AVAILABLE RECORDS —
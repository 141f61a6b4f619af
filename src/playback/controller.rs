//! Narration controller
//!
//! Turns transport commands (play, pause/resume, stop, seek, mute) into
//! operations on a narrator that can only speak whole utterances from the
//! start. Seeking is done by cancelling and speaking the words after the
//! target position; the displayed position comes from the wall clock.
//!
//! Everything happens on the caller's thread. Narrator callbacks arrive as
//! [`NarratorEvent`]s on a channel and are applied by [`poll`], which also
//! runs deferred steps and the position sampler. Every entry point takes the
//! current [`Instant`] so timing is explicit.
//!
//! No method returns an error. Failures become state transitions and the
//! only observable output is the [`PlaybackSnapshot`] stream.
//!
//! [`poll`]: NarrationController::poll

use super::clock::{PlaybackClock, Sampler};
use super::scheduler::Scheduler;
use super::settings::PlaybackSettings;
use super::state::{PlaybackSnapshot, PlaybackState, PlaybackStatus};
use crate::content::NarrationSource;
use crate::speech::{
    NarratorEvent, NarratorEventKind, NarratorFeatures, SpeechBackend, SpeechErrorKind,
    UtteranceId, UtteranceRequest,
};
use crate::NarrateError;
use log::{debug, info, trace, warn};
use std::sync::mpsc::{self, Receiver, Sender};
use std::time::{Duration, Instant};

/// Whether narration can happen at all in this runtime
#[derive(Debug, Clone, Copy, PartialEq, Eq)]
pub enum Capability {
    Available,
    Unavailable,
}

/// Second halves of transitions that wait for the engine
#[derive(Debug, Clone, PartialEq)]
enum Deferred {
    /// Speak from `from` once a cancel has had time to land
    Speak { from: f64 },
    /// Restart after a seek, pausing again once started if `repause`
    Play { from: f64, repause: bool },
    /// Pause the utterance a post-seek restart produced
    Repause { utterance: UtteranceId },
}

/// The utterance currently considered live
#[derive(Debug, Clone, Copy)]
struct LiveUtterance {
    id: UtteranceId,
    /// Position the utterance's first word corresponds to
    from: f64,
    /// Volume it was synthesized with
    volume: f32,
}

/// Playback state machine over a non-seekable narrator
pub struct NarrationController {
    backend: Option<SpeechBackend>,
    features: NarratorFeatures,
    settings: PlaybackSettings,
    source: NarrationSource,
    state: PlaybackState,
    live: Option<LiveUtterance>,
    /// Re-pause as soon as the pending utterance starts
    repause_on_start: bool,
    clock: PlaybackClock,
    sampler: Sampler,
    deferred: Scheduler<Deferred>,
    subscribers: Vec<Sender<PlaybackSnapshot>>,
    last_published: Option<PlaybackSnapshot>,
}
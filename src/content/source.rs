//! Narration source derived from article content

use super::markup::extract_text;
use log::debug;
use std::collections::hash_map::DefaultHasher;
use std::hash::{Hash, Hasher};

/// Default narration pace: 150 words per minute
pub const DEFAULT_WORDS_PER_SECOND: f64 = 2.5;

/// Identity of a piece of content, used to detect when it changes
#[derive(Debug, Clone, Copy, PartialEq, Eq, Hash)]
pub struct ContentId(u64);

impl ContentId {
    /// Identity of raw markup
    pub fn of(markup: &str) -> Self {
        let mut hasher = DefaultHasher::new();
        markup.hash(&mut hasher);
        ContentId(hasher.finish())
    }
}

/// Plain text ready for narration plus its estimated length
///
/// The engine offers no seek, so positions are expressed as word offsets:
/// a position of `t` seconds starts narration at word `floor(t * wps)`.
#[derive(Debug, Clone)]
pub struct NarrationSource {
    id: ContentId,
    text: String,
    words: Vec<String>,
    words_per_second: f64,
    total_duration: f64,
}

impl NarrationSource {
    /// Build a source from marked-up content
    pub fn from_markup(markup: &str, words_per_second: f64) -> Self {
        let text = extract_text(markup);
        let words: Vec<String> = text.split_whitespace().map(str::to_string).collect();
        let words_per_second = if words_per_second > 0.0 {
            words_per_second
        } else {
            DEFAULT_WORDS_PER_SECOND
        };
        let total_duration = (words.len() as f64 / words_per_second).ceil();

        debug!(
            "Narration source: {} words, ~{}s at {} words/s",
            words.len(),
            total_duration,
            words_per_second
        );

        Self {
            id: ContentId::of(markup),
            text,
            words,
            words_per_second,
            total_duration,
        }
    }

    /// Source with nothing to say
    pub fn empty() -> Self {
        Self::from_markup("", DEFAULT_WORDS_PER_SECOND)
    }

    pub fn id(&self) -> ContentId {
        self.id
    }

    /// Plain text with markup removed
    pub fn text(&self) -> &str {
        &self.text
    }

    pub fn word_count(&self) -> usize {
        self.words.len()
    }

    pub fn words_per_second(&self) -> f64 {
        self.words_per_second
    }

    /// Estimated total narration time in whole seconds
    pub fn total_duration(&self) -> f64 {
        self.total_duration
    }

    pub fn is_empty(&self) -> bool {
        self.words.is_empty()
    }

    /// Number of words already covered at `seconds` into the narration
    pub fn word_offset(&self, seconds: f64) -> usize {
        if seconds <= 0.0 {
            return 0;
        }
        ((seconds * self.words_per_second).floor() as usize).min(self.words.len())
    }

    /// Text still to be spoken when starting at `seconds`
    ///
    /// Returns `None` when no words remain.
    pub fn remaining_text(&self, seconds: f64) -> Option<String> {
        let skip = self.word_offset(seconds);
        if skip >= self.words.len() {
            return None;
        }
        Some(self.words[skip..].join(" "))
    }
}

impl Default for NarrationSource {
    fn default() -> Self {
        Self::empty()
    }
}

#[cfg(test)]
mod tests {
    use super::*;

    fn words(n: usize) -> String {
        (0..n).map(|i| format!("w{}", i)).collect::<Vec<_>>().join(" ")
    }

    #[test]
    fn test_duration_estimate() {
        let source = NarrationSource::from_markup(&format!("<p>{}</p>", words(300)), 2.5);
        assert_eq!(source.word_count(), 300);
        assert_eq!(source.total_duration(), 120.0);
    }

    #[test]
    fn test_duration_rounds_up() {
        let source = NarrationSource::from_markup("one two three", 2.5);
        assert_eq!(source.total_duration(), 2.0);
    }

    #[test]
    fn test_empty_source() {
        let source = NarrationSource::from_markup("<div> </div>", 2.5);
        assert!(source.is_empty());
        assert_eq!(source.total_duration(), 0.0);
        assert_eq!(source.remaining_text(0.0), None);
    }

    #[test]
    fn test_word_offset() {
        let source = NarrationSource::from_markup(&words(300), 2.5);
        assert_eq!(source.word_offset(0.0), 0);
        assert_eq!(source.word_offset(-3.0), 0);
        assert_eq!(source.word_offset(30.0), 75);
        assert_eq!(source.word_offset(1.3), 3);
        assert_eq!(source.word_offset(500.0), 300);
    }

    #[test]
    fn test_remaining_text_starts_at_offset() {
        let source = NarrationSource::from_markup(&words(300), 2.5);
        let rest = source.remaining_text(30.0).unwrap();
        assert!(rest.starts_with("w75 w76"));
        assert!(rest.ends_with("w299"));
        assert_eq!(source.remaining_text(120.0), None);
    }

    #[test]
    fn test_identity_follows_markup() {
        let a = NarrationSource::from_markup("<p>same</p>", 2.5);
        let b = NarrationSource::from_markup("<p>same</p>", 2.5);
        let c = NarrationSource::from_markup("<p>other</p>", 2.5);
        assert_eq!(a.id(), b.id());
        assert_ne!(a.id(), c.id());
    }

    #[test]
    fn test_invalid_pace_falls_back() {
        let source = NarrationSource::from_markup(&words(5), 0.0);
        assert_eq!(source.words_per_second(), DEFAULT_WORDS_PER_SECOND);
        assert_eq!(source.total_duration(), 2.0);
    }
}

EXERCISE AIM — Look through the material above and print exactly the lines from the one containing "let mut hasher" to the one containing "The engine offers", both included, and nothing more.

ANSWER FOR THE TASK —
        let mut hasher = DefaultHasher::new();
        markup.hash(&mut hasher);
        ContentId(hasher.finish())
    }
}

/// Plain text ready for narration plus its estimated length
///
/// The engine offers no seek, so positions are expressed as word offsets:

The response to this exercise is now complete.